- SUPPLIED MATERIAL -

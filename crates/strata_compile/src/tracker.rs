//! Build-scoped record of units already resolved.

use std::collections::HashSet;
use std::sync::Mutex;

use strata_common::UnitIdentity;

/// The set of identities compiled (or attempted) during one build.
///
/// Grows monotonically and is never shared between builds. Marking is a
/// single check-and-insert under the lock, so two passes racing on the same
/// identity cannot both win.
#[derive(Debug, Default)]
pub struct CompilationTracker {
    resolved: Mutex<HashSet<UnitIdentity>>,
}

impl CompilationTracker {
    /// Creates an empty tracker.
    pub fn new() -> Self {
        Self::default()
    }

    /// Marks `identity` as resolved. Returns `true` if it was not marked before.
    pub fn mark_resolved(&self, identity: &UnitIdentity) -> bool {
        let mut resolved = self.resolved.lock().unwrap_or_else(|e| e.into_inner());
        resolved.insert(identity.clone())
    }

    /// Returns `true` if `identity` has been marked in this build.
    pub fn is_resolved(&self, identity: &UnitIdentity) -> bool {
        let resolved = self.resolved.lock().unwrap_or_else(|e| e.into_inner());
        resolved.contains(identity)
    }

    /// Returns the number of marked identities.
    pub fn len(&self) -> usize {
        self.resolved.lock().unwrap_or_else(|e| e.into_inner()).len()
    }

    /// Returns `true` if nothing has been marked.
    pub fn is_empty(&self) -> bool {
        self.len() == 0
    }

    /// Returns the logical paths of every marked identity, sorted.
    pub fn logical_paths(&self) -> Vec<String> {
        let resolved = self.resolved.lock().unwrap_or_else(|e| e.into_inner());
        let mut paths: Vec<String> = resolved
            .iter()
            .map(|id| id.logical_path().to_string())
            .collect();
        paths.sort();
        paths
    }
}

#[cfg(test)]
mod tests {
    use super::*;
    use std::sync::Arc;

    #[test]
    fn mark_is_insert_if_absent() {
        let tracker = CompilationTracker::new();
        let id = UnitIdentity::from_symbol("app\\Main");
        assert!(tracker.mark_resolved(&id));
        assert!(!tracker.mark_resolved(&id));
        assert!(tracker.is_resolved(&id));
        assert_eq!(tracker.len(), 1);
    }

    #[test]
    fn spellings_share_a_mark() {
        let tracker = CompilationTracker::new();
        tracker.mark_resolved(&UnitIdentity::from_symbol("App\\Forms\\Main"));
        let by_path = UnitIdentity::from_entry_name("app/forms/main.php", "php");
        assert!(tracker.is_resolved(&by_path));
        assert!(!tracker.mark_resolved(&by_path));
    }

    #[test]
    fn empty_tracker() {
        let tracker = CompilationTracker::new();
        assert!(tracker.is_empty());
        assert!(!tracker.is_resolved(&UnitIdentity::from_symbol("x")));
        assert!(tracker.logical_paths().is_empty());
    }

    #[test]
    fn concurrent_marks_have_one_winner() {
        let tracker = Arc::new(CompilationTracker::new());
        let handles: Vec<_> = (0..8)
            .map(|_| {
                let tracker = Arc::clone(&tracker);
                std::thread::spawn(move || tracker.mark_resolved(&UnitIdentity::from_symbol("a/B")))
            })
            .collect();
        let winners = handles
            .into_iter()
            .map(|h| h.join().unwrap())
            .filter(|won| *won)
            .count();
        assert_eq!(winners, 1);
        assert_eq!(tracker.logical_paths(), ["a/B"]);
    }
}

--

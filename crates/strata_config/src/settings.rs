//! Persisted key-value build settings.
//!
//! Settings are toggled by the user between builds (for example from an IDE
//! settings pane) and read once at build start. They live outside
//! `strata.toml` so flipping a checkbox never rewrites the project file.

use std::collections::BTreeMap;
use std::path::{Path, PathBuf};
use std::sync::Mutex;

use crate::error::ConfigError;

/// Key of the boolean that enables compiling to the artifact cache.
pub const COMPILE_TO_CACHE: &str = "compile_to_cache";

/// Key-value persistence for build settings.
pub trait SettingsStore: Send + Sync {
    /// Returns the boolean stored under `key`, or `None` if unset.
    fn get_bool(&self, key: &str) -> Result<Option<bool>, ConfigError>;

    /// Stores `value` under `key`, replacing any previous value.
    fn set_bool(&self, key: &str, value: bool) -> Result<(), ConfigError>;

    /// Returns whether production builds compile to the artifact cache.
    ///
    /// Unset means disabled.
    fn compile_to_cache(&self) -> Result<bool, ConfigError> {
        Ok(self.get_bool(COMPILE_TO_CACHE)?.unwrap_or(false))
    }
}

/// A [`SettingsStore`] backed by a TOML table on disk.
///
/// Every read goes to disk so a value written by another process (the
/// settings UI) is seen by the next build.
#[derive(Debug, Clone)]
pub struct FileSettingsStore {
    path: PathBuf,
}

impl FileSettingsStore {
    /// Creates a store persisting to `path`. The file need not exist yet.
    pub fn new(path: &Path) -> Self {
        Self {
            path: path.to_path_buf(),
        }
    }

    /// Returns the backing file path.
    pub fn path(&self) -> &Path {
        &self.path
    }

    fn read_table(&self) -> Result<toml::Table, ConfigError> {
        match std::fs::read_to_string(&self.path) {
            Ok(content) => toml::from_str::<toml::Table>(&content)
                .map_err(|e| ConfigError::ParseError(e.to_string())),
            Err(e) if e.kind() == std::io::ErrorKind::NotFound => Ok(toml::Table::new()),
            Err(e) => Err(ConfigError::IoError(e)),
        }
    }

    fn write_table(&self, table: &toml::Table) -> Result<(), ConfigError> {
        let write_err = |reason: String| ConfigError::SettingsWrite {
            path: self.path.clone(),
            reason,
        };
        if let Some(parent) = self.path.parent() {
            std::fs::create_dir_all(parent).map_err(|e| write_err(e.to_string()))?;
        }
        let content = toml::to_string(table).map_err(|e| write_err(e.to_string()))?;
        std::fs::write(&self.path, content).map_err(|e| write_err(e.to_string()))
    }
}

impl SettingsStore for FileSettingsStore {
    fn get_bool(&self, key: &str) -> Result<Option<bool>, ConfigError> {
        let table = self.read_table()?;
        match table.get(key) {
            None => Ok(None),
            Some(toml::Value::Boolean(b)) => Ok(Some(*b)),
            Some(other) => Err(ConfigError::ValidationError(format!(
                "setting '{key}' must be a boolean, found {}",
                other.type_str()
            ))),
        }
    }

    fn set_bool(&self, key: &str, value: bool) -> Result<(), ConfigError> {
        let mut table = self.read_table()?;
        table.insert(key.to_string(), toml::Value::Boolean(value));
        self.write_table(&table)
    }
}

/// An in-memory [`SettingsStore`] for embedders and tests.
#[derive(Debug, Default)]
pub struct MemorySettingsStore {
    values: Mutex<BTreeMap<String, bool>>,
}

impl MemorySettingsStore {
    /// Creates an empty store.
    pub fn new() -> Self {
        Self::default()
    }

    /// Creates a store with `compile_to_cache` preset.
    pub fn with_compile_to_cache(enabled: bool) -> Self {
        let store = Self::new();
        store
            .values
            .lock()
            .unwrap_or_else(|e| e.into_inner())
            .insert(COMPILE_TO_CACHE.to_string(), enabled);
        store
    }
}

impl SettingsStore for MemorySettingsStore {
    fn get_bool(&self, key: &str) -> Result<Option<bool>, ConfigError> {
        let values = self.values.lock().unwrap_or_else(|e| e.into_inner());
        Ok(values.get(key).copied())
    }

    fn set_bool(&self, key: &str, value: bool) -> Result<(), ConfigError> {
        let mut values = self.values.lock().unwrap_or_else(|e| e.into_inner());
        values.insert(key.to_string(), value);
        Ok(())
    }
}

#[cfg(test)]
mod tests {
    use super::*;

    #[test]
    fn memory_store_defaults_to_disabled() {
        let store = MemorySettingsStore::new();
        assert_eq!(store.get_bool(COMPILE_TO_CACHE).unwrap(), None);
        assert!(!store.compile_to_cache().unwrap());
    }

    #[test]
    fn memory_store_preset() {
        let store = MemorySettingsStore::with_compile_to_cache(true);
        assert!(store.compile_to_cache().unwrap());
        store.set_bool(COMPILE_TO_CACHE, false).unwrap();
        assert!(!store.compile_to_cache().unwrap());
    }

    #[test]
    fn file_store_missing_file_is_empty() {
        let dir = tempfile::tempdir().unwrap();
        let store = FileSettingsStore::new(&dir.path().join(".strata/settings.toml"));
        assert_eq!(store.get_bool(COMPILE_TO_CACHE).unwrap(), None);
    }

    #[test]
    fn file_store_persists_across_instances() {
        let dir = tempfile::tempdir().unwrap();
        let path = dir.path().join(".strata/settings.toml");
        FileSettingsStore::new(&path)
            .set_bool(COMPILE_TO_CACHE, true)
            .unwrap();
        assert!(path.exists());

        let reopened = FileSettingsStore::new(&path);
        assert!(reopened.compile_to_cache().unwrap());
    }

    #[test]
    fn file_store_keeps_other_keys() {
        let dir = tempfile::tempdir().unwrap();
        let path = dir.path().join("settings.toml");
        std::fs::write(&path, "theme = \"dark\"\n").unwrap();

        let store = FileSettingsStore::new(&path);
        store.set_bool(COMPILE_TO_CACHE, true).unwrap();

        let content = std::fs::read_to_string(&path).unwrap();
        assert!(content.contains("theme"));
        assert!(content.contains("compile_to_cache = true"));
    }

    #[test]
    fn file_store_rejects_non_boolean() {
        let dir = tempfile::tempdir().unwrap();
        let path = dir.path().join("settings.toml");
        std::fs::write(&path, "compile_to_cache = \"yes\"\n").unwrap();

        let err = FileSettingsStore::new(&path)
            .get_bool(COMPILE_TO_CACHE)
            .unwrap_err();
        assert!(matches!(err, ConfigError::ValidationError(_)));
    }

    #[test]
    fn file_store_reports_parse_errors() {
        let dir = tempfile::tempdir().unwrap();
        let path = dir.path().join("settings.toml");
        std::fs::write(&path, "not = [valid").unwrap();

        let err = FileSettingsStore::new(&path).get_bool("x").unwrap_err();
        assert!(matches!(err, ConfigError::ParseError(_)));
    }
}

* * *

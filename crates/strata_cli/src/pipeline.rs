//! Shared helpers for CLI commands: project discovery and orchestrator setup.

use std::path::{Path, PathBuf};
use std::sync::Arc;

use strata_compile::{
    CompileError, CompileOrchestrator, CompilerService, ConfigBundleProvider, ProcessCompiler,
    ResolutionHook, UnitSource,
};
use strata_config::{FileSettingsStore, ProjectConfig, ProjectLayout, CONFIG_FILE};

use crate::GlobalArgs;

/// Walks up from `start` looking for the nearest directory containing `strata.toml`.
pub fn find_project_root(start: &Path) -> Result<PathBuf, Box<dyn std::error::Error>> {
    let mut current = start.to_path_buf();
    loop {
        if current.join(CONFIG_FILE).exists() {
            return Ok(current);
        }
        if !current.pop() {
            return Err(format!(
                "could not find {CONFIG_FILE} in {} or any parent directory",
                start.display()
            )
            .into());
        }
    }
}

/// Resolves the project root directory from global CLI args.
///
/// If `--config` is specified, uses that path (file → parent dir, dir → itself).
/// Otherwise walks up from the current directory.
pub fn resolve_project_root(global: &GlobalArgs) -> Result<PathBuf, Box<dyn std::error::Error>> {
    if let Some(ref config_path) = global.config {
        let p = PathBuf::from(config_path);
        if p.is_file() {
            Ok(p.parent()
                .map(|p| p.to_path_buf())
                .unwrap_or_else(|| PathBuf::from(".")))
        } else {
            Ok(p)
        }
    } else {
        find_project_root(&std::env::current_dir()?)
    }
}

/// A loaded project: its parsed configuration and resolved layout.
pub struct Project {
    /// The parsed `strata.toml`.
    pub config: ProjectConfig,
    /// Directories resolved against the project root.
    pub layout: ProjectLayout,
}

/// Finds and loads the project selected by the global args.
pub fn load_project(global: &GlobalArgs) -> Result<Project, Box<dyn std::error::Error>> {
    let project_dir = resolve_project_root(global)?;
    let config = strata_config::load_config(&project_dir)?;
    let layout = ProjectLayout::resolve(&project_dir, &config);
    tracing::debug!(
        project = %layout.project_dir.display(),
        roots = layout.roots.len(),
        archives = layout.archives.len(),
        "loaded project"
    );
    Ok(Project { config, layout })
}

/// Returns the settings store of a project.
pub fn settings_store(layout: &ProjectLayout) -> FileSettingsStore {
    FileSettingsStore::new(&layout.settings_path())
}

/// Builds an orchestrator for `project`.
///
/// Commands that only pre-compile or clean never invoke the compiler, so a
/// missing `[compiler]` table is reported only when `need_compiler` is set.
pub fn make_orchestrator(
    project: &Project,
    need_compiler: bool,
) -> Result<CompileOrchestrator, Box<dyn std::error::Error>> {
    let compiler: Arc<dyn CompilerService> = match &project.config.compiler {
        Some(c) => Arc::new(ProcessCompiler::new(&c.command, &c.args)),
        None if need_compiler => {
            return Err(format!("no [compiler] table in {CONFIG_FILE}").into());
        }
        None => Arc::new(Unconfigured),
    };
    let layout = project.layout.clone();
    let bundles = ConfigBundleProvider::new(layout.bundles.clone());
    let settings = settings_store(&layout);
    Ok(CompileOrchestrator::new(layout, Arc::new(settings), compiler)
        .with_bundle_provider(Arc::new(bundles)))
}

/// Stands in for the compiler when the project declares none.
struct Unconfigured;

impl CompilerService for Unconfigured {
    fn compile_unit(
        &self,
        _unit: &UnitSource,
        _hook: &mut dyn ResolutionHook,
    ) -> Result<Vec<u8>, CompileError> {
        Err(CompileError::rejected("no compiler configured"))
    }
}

- TASK GOAL -
Go through the listing above, and whenever a line holds the word "exists", copy it.

- ANSWER SPACE -
        assert!(path.exists());
        if current.join(CONFIG_FILE).exists() {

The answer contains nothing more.